Five Bodies Workshop: J. R. Carpenter

Image courtesy of J.R. Carpenter.
Image courtesy of J.R. Carpenter.

'On Verticality’

Join us for a series of free monthly workshops exploring creative-critical practice, hybrid methodologies and experimental thinking.

Organised in collaboration with the Critical Poetics research group based at Nottingham Trent University, and featuring international guest speakers, the Five Bodies workshops provide a new platform for debate and collaboration for those interested in exploring the relationship between creative and critical writing.

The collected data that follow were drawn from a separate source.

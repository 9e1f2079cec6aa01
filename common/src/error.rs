//! エラー型定義

use thiserror::Error;

/// ファイル検証エラー
#[derive(Error, Debug, Clone, PartialEq, Eq)]
pub enum ValidationError {
    #[error("Only .xlsx or .xls files are allowed.")]
    UnsupportedType,

    #[error("File must be smaller than {limit_mb}MB.")]
    TooLarge { limit_mb: u64 },
}

/// 共通エラー型
#[derive(Error, Debug, Clone, PartialEq, Eq)]
pub enum Error {
    #[error("{0}")]
    Validation(#[from] ValidationError),

    /// 通信失敗、またはリトライを使い切った5xx
    #[error("{0}")]
    Network(String),

    /// 想定外のContent-Type
    #[error("{0}")]
    Format(String),

    /// ワークブックの読み込み失敗（画面には合成行として出す）
    #[error("Parse error: {0}")]
    Parse(String),
}

/// Result型エイリアス
pub type Result<T> = std::result::Result<T, Error>;
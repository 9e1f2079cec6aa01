//! 比較結果Excelのパーサー
//!
//! バックエンドが返すワークブックから2枚のシートを読み、型付きの行に変換する。
//! - 「SKV vs Tender」 → ComparisonRow
//! - 「Extra Tender Fields」 → ExtraFieldRow
//!
//! 失敗しても例外にはせず、エラーを示す合成行を1行だけ返す。

use crate::error::{Error, Result};
use crate::types::{ComparisonRow, ExtraFieldRow, ParsedResult};
use calamine::{open_workbook_auto_from_rs, Data, Range, Reader};
use std::io::Cursor;
use std::sync::Arc;

/// 比較シート名
pub const COMPARISON_SHEET: &str = "SKV vs Tender";

/// 追加項目シート名
pub const EXTRA_FIELDS_SHEET: &str = "Extra Tender Fields";

/// シートの列定義
///
/// ヘッダー行に4列すべての見出しがあれば見出し名で列を引く。
/// 1つでも欠けていれば先頭から順に0〜3列目とみなす。
#[derive(Debug, Clone, Copy, PartialEq, Eq)]
pub struct ColumnLayout {
    pub headers: [&'static str; 4],
}

/// 「SKV vs Tender」の列
pub const COMPARISON_COLUMNS: ColumnLayout = ColumnLayout {
    headers: ["SKV Standards", "Tender Brief", "Inference", "Doc Name and Page Number"],
};

/// 「Extra Tender Fields」の列
pub const EXTRA_FIELDS_COLUMNS: ColumnLayout = ColumnLayout {
    headers: ["Tender Brief Extra Field", "Value", "Doc Name and Page Number", "Comment"],
};

impl ColumnLayout {
    /// ヘッダー行から各フィールドの列番号を決める
    pub fn resolve(&self, header: &[String]) -> [usize; 4] {
        let find = |name: &str| {
            header
                .iter()
                .position(|h| h.trim().eq_ignore_ascii_case(name))
        };

        let found: Vec<Option<usize>> = self.headers.iter().map(|&name| find(name)).collect();
        if let [Some(a), Some(b), Some(c), Some(d)] = found[..] {
            return [a, b, c, d];
        }

        if !header.iter().all(|h| h.is_empty()) {
            tracing::warn!(
                expected = ?self.headers,
                actual = ?header,
                "header row does not match expected columns, falling back to positional mapping"
            );
        }
        [0, 1, 2, 3]
    }
}

/// バイト列をパース（失敗時は合成エラー行）
///
/// # Arguments
/// * `blob` - バックエンドのレスポンスボディ
///
/// # Returns
/// 2シート分の行と、元のバイト列
pub fn parse_excel_response(blob: Arc<[u8]>) -> ParsedResult {
    match read_workbook(&blob) {
        Ok((comparison, extra_fields)) => ParsedResult {
            comparison,
            extra_fields,
            blob,
        },
        Err(e) => {
            tracing::error!(error = %e, "Error parsing Excel file");
            ParsedResult {
                comparison: vec![parse_error_row()],
                extra_fields: Vec::new(),
                blob,
            }
        }
    }
}

/// パース失敗を示す合成行
pub fn parse_error_row() -> ComparisonRow {
    ComparisonRow {
        skv_standard: "Unable to parse Excel file".into(),
        tender_brief: "Please download the file to view results".into(),
        inference: "❌ Parsing Error".into(),
        doc_reference: "N/A".into(),
    }
}

/// ワークブックから2シートを読む
pub fn read_workbook(blob: &[u8]) -> Result<(Vec<ComparisonRow>, Vec<ExtraFieldRow>)> {
    let mut workbook = open_workbook_auto_from_rs(Cursor::new(blob))
        .map_err(|e| Error::Parse(e.to_string()))?;
    let sheet_names = workbook.sheet_names();

    let comparison = if sheet_names.iter().any(|n| n == COMPARISON_SHEET) {
        let range = workbook
            .worksheet_range(COMPARISON_SHEET)
            .map_err(|e| Error::Parse(format!("{}: {}", COMPARISON_SHEET, e)))?;
        comparison_rows(&range)
    } else {
        Vec::new()
    };

    let extra_fields = if sheet_names.iter().any(|n| n == EXTRA_FIELDS_SHEET) {
        let range = workbook
            .worksheet_range(EXTRA_FIELDS_SHEET)
            .map_err(|e| Error::Parse(format!("{}: {}", EXTRA_FIELDS_SHEET, e)))?;
        extra_field_rows(&range)
    } else {
        Vec::new()
    };

    Ok((comparison, extra_fields))
}

/// 比較シートの行を変換（1・2列目とも空の行は除外）
fn comparison_rows(range: &Range<Data>) -> Vec<ComparisonRow> {
    map_rows(range, &COMPARISON_COLUMNS)
        .into_iter()
        .map(|[skv_standard, tender_brief, inference, doc_reference]| ComparisonRow {
            skv_standard,
            tender_brief,
            inference,
            doc_reference,
        })
        .filter(|row| !row.skv_standard.is_empty() || !row.tender_brief.is_empty())
        .collect()
}

/// 追加項目シートの行を変換（1列目が空の行は除外）
fn extra_field_rows(range: &Range<Data>) -> Vec<ExtraFieldRow> {
    map_rows(range, &EXTRA_FIELDS_COLUMNS)
        .into_iter()
        .map(|[extra_field, value, doc_reference, comment]| ExtraFieldRow {
            extra_field,
            value,
            doc_reference,
            comment,
        })
        .filter(|row| !row.extra_field.is_empty())
        .collect()
}

/// シートの1行目（ヘッダー）を捨て、各行を4列の文字列に変換
fn map_rows(range: &Range<Data>, layout: &ColumnLayout) -> Vec<[String; 4]> {
    // 使用範囲がA1から始まらない場合も行・列はA1=(0,0)で数える
    let (start_row, start_col) = range
        .start()
        .map(|(row, col)| (row as usize, col as usize))
        .unwrap_or((0, 0));
    let absolute = |row: &[Data]| -> Vec<String> {
        std::iter::repeat(String::new())
            .take(start_col)
            .chain(row.iter().map(cell_text))
            .collect()
    };

    let mut rows = range.rows();
    // 1行目が空なら使用範囲は2行目以降から始まり、ヘッダーはない
    let header = if start_row == 0 {
        match rows.next() {
            Some(header) => absolute(header),
            None => return Vec::new(),
        }
    } else {
        Vec::new()
    };
    let columns = layout.resolve(&header);

    rows.map(|row| {
        let cells = absolute(row);
        let cell = |idx: usize| cells.get(idx).cloned().unwrap_or_default();
        [cell(columns[0]), cell(columns[1]), cell(columns[2]), cell(columns[3])]
    })
    .collect()
}

/// セル値を文字列に変換
fn cell_text(cell: &Data) -> String {
    match cell {
        Data::Empty => String::new(),
        Data::String(s) => s.clone(),
        Data::Float(f) => f.to_string(),
        Data::Int(i) => i.to_string(),
        Data::Bool(b) => b.to_string(),
        other => other.to_string(),
    }
}
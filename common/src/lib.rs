//! SKV vs Tender Comparator Common Library
//!
//! CLI・プロキシとWeb(WASM)で共有される型とロジック

pub mod types;
pub mod error;
pub mod validation;
pub mod transport;
pub mod retry;
pub mod parser;
pub mod progress;
pub mod preview;
pub mod health;
pub mod controller;

pub use types::{ComparisonRow, ExtraFieldRow, ParsedResult, UploadedFile};
pub use error::{Error, Result, ValidationError};
pub use validation::{validate_excel_file, format_file_size, content_type_for_path, XLSX_MIME, XLS_MIME};
pub use transport::{FormPart, HttpRequest, HttpResponse, Method, Transport};
pub use retry::{fetch_with_retry, RetryOptions};
pub use parser::parse_excel_response;
pub use progress::FakeProgress;
pub use preview::{filter_comparisons, filter_extra_fields, InferenceKind, Summary, DOWNLOAD_FILE_NAME};
pub use health::{check_health, HealthStatus};
pub use controller::{build_comparison_request, Controller, Effect, Event, FileSlot, Phase, Transition};
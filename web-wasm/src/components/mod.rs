pub mod alerts;
pub mod header;
pub mod progress_bar;
pub mod results_view;
pub mod upload_slot;
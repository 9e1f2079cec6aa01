//! ブラウザのファイル入出力

use crate::transport::{bytes_to_blob, js_message};
use js_sys::Uint8Array;
use skv_compare_common::{validate_excel_file, UploadedFile, ValidationError, XLSX_MIME};
use wasm_bindgen::{JsCast, JsValue};
use wasm_bindgen_futures::JsFuture;
use web_sys::{File, HtmlAnchorElement, Url};

/// ブラウザが申告した型とサイズで検証（中身は読まない）
pub fn check_declared(content_type: &str, size: f64) -> Result<(), ValidationError> {
    // f64→u64は飽和変換、端数は切り上げ
    validate_excel_file(content_type, size.ceil() as u64)
}

/// 選択されたFileを検証してから読み込む
///
/// 失敗時は画面に出すメッセージを返す。
pub async fn read_upload(file: File) -> Result<UploadedFile, String> {
    check_declared(&file.type_(), file.size()).map_err(|e| e.to_string())?;

    let buffer = JsFuture::from(file.array_buffer())
        .await
        .map_err(|e| read_error_message(&e))?;
    let content = Uint8Array::new(&buffer).to_vec();
    Ok(UploadedFile::new(file.name(), file.type_(), content))
}

fn read_error_message(value: &JsValue) -> String {
    match js_message(value) {
        Some(reason) => format!("Failed to read file: {}", reason),
        None => "Failed to read file".to_string(),
    }
}

/// 受け取ったままのExcelをダウンロードさせる
pub fn download_xlsx(bytes: &[u8], file_name: &str) -> Result<(), JsValue> {
    let blob = bytes_to_blob(bytes, XLSX_MIME)?;
    let url = Url::create_object_url_with_blob(&blob)?;

    let document = web_sys::window()
        .and_then(|w| w.document())
        .ok_or_else(|| JsValue::from_str("document is not available"))?;
    let anchor: HtmlAnchorElement = document.create_element("a")?.dyn_into()?;
    anchor.set_href(&url);
    anchor.set_download(file_name);
    anchor.click();

    Url::revoke_object_url(&url)
}
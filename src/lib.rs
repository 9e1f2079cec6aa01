pub mod cli;
pub mod client;
pub mod compare;
pub mod config;
pub mod error;
pub mod report;
pub mod server;
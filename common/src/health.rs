//! バックエンド死活確認（1回のみ）

use crate::transport::{HttpRequest, Transport};
use serde::Serialize;

/// 死活状態
#[derive(Debug, Clone, PartialEq, Eq, Serialize)]
#[serde(rename_all = "camelCase")]
pub struct HealthStatus {
    pub is_healthy: bool,
    pub is_loading: bool,
    pub error: Option<String>,
}

impl Default for HealthStatus {
    /// 確認前
    fn default() -> Self {
        Self {
            is_healthy: false,
            is_loading: true,
            error: None,
        }
    }
}

impl HealthStatus {
    pub fn healthy() -> Self {
        Self {
            is_healthy: true,
            is_loading: false,
            error: None,
        }
    }

    pub fn unhealthy(error: impl Into<String>) -> Self {
        Self {
            is_healthy: false,
            is_loading: false,
            error: Some(error.into()),
        }
    }
}

/// ベースURLへGETし、2xxなら正常
pub async fn check_health<T: Transport>(transport: &T, base_url: &str) -> HealthStatus {
    match transport.send(&HttpRequest::get(base_url)).await {
        Ok(response) if response.is_success() => HealthStatus::healthy(),
        Ok(response) => {
            HealthStatus::unhealthy(format!("Backend not responding ({})", response.status))
        }
        Err(e) => {
            tracing::debug!(url = base_url, error = %e, "health check failed");
            HealthStatus::unhealthy(e.to_string())
        }
    }
}
//! ブラウザfetchによる送信

use js_sys::{Array, Uint8Array};
use skv_compare_common::{Error, FormPart, HttpRequest, HttpResponse, Method, Result, Transport};
use std::time::Duration;
use wasm_bindgen::{JsCast, JsValue};
use wasm_bindgen_futures::JsFuture;
use web_sys::{Blob, BlobPropertyBag, FormData, Request, RequestInit, RequestMode, Response};

#[derive(Debug, Clone, Copy, Default)]
pub struct FetchTransport;

impl Transport for FetchTransport {
    async fn send(&self, request: &HttpRequest) -> Result<HttpResponse> {
        let opts = RequestInit::new();
        opts.set_mode(RequestMode::Cors);
        match request.method {
            Method::Get => opts.set_method("GET"),
            Method::Post => opts.set_method("POST"),
        }
        if !request.parts.is_empty() {
            let form = build_form_data(&request.parts).map_err(js_error)?;
            opts.set_body(&form.into());
        }

        let js_request = Request::new_with_str_and_init(&request.url, &opts).map_err(js_error)?;
        let window = web_sys::window().ok_or_else(|| Error::Network("window is not available".into()))?;
        let value = JsFuture::from(window.fetch_with_request(&js_request))
            .await
            .map_err(js_error)?;
        let response: Response = value.dyn_into().map_err(js_error)?;

        let content_type = response.headers().get("content-type").map_err(js_error)?;
        let buffer = JsFuture::from(response.array_buffer().map_err(js_error)?)
            .await
            .map_err(js_error)?;

        Ok(HttpResponse {
            status: response.status(),
            content_type,
            body: Uint8Array::new(&buffer).to_vec(),
        })
    }

    async fn sleep(&self, duration: Duration) {
        gloo::timers::future::TimeoutFuture::new(duration.as_millis() as u32).await;
    }
}

/// バイト列からBlobを作る
pub fn bytes_to_blob(bytes: &[u8], content_type: &str) -> std::result::Result<Blob, JsValue> {
    let parts = Array::of1(&Uint8Array::from(bytes));
    let bag = BlobPropertyBag::new();
    if !content_type.is_empty() {
        bag.set_type(content_type);
    }
    Blob::new_with_u8_array_sequence_and_options(&parts, &bag)
}

fn build_form_data(parts: &[FormPart]) -> std::result::Result<FormData, JsValue> {
    let form = FormData::new()?;
    for part in parts {
        let blob = bytes_to_blob(&part.file.content, &part.file.content_type)?;
        form.append_with_blob_and_filename(&part.name, &blob, &part.file.name)?;
    }
    Ok(form)
}

/// JSの例外からメッセージを取り出す
pub fn js_message(value: &JsValue) -> Option<String> {
    value
        .dyn_ref::<js_sys::Error>()
        .map(|e| String::from(e.message()))
        .or_else(|| value.as_string())
}

/// JSの例外をネットワークエラーに変換
fn js_error(value: JsValue) -> Error {
    Error::Network(js_message(&value).unwrap_or_else(|| "Failed to fetch".to_string()))
}
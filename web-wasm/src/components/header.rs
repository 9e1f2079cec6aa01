//! ヘッダーコンポーネント（バックエンドの状態表示つき）

use leptos::prelude::*;
use skv_compare_common::Controller;

#[component]
pub fn Header(state: RwSignal<Controller>) -> impl IntoView {
    let status = move || {
        state.with(|s| {
            let health = s.health();
            if health.is_loading {
                ("checking", "Checking backend...".to_string())
            } else if health.is_healthy {
                ("online", "Backend online".to_string())
            } else {
                let label = match health.error.as_deref() {
                    Some(reason) => format!("Backend offline ({})", reason),
                    None => "Backend offline".to_string(),
                };
                ("offline", label)
            }
        })
    };

    view! {
        <header class="header">
            <h1>"SKV vs Tender Comparator"</h1>
            <p class="text-muted">"Upload the SKV standards and the tender document to compare them clause by clause."</p>
            <span class=move || format!("health-badge {}", status().0)>
                {move || status().1}
            </span>
        </header>
    }
}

Led by poet J. R. Carpenter, this creative-critical workshop asks how verticality has altered human perception. For much of human history we have crept along the surface of this planet. Until Constantine John Phipps began to sound the ocean bed between Iceland and Norway in 1773, many Europeans believed the sea was bottomless. In 1773 four of the worlds most active volcanoes erupted, spewing particles from deep within the earth high into the atmosphere, encompassing Europe and Asia in an unwholesomeness of air. The first balloon ascents were staged in Paris that same strange meteorological year. Human flight would finally be achieved by imitating not a bird but a cloud. In Spinal Catastrophism: A Secret History, Thomas Moynihan argues that we were never meant to walk upright. We were never meant to eat with implements. Posture and language are accidents. Put your phone down for a minute. Lie on your back. On the ground. Let’s think about about heights and depths beyond the scale of the human body, unattainable for humans without technology. A sheer drop, from cloud top to ocean floor, from the spinal column to the earth’s molten core.

Our open call for the 2020-21 academic years is now closed. Join our Five Bodies monthly poetry series, where unexpected ideas, experimental drifts and multiple voices explore perceiving, sensing, feeling and knowing as knowledge-making practices.

J. R. Carpenter is an artist, writer, and researcher working across performance, print, and digital media. Her web-based poetry work The Gathering Cloud won the New Media Writing Prize 2016. Her poetry collection An Ocean of Static was highly commended by the Forward Prizes 2018. Her most recent collection This is a Picture of Wind, is based on a web-app of the same name. Carpenter is a fellow of the Eccles Centre at the British Library and the Moore Institute at NUI Galway. She is currently Writer in Residence at the University of Alberta September 2020-May 2021.